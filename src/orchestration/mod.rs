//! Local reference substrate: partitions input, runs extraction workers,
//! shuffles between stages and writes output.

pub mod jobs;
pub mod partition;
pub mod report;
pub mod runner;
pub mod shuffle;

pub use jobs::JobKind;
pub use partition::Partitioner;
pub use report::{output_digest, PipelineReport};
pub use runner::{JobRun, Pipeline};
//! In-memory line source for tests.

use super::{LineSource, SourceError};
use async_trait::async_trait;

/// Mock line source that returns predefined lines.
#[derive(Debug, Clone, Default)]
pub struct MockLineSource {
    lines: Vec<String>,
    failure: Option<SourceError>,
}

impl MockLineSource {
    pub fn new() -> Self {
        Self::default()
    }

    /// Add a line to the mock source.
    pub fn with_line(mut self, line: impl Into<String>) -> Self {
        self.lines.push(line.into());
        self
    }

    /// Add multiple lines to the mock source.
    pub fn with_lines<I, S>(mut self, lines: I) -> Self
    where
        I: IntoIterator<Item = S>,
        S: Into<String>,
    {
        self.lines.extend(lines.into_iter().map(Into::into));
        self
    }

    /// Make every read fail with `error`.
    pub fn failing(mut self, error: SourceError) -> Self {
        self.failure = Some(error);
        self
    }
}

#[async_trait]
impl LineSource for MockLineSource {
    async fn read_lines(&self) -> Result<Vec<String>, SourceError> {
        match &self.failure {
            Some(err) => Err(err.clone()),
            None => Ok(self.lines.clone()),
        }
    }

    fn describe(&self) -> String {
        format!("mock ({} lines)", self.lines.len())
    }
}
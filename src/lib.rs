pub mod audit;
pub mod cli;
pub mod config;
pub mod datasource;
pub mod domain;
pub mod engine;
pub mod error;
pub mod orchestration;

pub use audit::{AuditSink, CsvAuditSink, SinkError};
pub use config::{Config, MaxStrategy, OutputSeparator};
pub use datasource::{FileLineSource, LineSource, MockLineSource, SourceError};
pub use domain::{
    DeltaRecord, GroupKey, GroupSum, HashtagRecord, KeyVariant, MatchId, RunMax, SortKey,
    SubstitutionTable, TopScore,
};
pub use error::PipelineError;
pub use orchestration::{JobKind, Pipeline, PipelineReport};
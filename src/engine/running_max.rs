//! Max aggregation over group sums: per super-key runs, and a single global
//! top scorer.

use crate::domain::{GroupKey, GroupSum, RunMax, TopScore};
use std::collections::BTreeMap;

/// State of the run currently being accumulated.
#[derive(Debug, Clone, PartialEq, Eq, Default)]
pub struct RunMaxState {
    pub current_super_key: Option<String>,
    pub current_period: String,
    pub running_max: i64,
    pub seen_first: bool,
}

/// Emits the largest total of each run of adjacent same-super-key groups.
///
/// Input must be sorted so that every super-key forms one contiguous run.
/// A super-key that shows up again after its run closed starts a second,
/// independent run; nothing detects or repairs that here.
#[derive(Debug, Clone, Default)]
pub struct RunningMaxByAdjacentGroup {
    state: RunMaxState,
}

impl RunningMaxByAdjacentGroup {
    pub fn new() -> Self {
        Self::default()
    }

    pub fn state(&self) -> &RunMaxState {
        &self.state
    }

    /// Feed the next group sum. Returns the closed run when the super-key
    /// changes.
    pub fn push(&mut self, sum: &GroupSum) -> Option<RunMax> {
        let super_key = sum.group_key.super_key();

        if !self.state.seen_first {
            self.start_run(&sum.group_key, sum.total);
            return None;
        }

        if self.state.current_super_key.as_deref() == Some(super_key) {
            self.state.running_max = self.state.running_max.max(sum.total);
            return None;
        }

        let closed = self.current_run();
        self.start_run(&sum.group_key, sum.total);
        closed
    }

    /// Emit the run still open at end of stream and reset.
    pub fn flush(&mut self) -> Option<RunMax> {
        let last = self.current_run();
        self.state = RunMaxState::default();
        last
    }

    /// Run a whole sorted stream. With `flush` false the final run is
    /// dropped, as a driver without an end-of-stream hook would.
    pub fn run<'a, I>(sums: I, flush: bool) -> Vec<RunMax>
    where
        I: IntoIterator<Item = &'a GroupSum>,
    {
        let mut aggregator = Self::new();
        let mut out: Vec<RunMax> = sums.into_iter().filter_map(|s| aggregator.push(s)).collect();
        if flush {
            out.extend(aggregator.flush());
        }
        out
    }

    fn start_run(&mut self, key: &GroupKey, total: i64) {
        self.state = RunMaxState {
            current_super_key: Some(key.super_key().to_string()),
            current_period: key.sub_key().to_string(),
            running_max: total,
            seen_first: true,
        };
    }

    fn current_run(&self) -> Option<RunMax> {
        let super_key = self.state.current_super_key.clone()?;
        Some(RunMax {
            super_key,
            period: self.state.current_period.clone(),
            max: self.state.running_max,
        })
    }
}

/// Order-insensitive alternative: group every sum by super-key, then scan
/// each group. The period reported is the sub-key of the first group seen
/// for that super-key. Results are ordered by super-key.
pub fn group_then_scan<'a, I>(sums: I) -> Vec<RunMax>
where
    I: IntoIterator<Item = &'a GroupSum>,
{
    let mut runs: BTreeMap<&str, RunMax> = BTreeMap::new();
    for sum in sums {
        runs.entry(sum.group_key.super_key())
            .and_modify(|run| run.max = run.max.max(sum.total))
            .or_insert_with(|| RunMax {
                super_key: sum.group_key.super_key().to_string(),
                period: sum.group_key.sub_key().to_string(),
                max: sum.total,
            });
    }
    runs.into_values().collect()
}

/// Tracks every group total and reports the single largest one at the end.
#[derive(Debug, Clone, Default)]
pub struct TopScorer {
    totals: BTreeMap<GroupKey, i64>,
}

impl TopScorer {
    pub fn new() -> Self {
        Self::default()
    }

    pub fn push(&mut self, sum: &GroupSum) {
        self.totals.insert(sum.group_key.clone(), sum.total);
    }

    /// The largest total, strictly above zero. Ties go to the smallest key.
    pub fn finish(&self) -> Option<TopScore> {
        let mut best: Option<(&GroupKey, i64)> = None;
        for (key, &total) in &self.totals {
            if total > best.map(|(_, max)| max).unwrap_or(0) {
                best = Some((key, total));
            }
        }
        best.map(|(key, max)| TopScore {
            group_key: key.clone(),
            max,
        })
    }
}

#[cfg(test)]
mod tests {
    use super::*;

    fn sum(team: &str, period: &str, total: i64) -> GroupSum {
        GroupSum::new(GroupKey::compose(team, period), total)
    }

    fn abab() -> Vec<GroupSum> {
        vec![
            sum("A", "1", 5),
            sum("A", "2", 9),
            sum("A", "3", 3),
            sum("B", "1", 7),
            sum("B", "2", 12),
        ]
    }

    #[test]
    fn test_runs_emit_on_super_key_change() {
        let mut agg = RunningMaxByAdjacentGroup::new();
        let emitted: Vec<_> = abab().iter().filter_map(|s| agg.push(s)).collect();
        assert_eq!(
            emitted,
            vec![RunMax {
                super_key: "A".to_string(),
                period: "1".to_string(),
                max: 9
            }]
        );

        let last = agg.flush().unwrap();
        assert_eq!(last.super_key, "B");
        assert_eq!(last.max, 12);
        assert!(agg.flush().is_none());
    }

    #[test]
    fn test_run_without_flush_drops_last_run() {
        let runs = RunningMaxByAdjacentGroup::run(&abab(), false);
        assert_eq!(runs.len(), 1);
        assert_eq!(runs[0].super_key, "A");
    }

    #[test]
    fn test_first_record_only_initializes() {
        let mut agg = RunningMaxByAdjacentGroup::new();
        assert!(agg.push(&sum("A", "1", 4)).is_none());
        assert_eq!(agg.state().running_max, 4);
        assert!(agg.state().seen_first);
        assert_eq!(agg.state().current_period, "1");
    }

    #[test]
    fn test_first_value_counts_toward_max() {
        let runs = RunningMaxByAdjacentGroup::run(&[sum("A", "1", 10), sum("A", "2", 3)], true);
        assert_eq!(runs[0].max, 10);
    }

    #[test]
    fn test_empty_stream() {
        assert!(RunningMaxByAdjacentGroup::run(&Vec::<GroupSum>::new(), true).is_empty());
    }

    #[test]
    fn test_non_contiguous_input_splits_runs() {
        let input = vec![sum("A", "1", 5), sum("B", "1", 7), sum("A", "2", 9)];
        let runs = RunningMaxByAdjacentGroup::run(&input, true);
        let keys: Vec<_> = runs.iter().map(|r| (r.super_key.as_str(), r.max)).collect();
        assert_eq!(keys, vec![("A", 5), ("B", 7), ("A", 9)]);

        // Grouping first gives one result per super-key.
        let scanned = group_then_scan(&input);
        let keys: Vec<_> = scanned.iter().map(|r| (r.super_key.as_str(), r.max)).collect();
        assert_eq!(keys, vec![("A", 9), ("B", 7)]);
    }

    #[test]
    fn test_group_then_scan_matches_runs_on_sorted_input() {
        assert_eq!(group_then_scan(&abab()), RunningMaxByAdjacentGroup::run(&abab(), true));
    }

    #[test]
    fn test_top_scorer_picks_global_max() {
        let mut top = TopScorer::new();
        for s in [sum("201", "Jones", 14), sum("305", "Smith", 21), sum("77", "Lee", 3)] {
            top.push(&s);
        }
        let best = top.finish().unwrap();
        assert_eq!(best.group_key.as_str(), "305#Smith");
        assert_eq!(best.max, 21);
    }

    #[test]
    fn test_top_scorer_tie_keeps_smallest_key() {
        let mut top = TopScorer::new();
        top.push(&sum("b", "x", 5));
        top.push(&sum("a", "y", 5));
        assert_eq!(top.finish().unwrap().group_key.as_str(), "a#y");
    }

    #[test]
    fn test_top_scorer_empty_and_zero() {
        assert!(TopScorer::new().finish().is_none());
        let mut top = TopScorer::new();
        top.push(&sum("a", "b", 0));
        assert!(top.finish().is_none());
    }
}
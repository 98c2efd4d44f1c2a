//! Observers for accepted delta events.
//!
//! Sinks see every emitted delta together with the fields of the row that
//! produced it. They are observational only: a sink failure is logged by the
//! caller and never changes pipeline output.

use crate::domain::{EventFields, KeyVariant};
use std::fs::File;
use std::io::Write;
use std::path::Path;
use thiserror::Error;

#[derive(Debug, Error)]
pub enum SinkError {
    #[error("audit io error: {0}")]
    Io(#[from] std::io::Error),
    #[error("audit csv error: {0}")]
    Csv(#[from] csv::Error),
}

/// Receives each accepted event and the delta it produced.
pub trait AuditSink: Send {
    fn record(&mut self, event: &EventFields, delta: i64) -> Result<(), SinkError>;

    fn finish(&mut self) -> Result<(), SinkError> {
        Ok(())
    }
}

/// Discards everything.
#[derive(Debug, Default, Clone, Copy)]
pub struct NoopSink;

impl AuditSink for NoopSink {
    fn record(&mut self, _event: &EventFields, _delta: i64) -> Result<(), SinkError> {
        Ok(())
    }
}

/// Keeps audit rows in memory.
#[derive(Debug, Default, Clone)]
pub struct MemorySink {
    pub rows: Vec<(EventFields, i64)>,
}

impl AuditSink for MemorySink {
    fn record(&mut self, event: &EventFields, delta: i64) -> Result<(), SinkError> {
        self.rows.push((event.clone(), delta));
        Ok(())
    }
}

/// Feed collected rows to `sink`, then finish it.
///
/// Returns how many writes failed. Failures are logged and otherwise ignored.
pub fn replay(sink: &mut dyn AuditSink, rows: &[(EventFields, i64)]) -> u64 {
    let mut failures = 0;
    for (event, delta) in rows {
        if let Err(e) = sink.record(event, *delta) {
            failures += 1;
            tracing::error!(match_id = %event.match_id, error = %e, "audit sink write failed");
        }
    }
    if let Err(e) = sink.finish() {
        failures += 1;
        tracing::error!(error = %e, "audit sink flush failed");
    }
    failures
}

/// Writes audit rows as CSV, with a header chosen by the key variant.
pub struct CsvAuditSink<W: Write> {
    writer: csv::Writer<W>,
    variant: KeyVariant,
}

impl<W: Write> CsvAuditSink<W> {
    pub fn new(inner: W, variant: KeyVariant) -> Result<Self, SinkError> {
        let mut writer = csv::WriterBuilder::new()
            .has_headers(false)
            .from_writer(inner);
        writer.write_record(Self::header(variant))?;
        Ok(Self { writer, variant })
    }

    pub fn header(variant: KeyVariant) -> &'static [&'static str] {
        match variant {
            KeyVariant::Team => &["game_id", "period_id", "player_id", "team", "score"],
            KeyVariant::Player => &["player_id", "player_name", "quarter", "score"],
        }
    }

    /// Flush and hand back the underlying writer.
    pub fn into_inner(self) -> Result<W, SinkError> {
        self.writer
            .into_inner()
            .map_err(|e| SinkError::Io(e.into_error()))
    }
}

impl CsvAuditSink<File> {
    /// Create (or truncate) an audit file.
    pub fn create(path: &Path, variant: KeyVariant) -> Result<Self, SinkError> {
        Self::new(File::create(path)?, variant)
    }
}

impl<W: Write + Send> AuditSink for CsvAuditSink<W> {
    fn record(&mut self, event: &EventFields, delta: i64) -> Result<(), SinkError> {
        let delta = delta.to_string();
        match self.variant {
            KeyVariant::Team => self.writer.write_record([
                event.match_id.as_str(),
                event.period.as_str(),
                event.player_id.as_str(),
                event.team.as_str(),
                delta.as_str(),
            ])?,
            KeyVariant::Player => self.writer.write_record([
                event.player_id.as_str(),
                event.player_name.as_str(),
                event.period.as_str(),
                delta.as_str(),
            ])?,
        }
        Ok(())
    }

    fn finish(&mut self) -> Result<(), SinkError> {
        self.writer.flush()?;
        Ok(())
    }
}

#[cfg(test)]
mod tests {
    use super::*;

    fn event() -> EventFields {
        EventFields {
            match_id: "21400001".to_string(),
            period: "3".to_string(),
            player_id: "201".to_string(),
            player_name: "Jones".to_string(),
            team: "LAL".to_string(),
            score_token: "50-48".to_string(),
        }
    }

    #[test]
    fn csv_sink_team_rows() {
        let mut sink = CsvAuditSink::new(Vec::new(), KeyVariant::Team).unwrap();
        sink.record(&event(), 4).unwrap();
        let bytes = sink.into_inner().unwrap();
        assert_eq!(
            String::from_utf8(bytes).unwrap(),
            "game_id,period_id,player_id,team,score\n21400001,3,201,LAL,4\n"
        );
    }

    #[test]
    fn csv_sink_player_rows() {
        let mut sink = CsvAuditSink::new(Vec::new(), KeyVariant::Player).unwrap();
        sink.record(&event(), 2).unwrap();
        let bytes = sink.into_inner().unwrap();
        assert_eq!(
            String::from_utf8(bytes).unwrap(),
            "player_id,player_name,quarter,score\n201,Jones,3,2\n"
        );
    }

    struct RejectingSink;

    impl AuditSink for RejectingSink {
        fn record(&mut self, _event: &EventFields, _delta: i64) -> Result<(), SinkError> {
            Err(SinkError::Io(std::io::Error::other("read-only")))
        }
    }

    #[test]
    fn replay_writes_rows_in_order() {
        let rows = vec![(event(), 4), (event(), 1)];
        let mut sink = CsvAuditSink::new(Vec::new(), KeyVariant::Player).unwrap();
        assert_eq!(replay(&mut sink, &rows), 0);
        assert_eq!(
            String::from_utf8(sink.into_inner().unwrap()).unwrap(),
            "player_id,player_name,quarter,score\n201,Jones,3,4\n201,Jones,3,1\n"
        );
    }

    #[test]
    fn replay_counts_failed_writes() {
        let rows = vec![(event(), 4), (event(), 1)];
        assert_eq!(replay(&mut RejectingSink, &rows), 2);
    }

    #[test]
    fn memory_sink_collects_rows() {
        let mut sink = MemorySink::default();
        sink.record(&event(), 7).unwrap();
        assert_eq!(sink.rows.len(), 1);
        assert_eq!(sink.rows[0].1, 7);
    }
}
━━━━━━━━━━━━━━━━
### PROBLEM DETAILS
What is needed is each line of the entries that contains the word "crate".

### TASK OUTPUT
use crate::domain::{GroupKey, GroupSum, RunMax, TopScore};
use crate::domain::{EventFields, KeyVariant};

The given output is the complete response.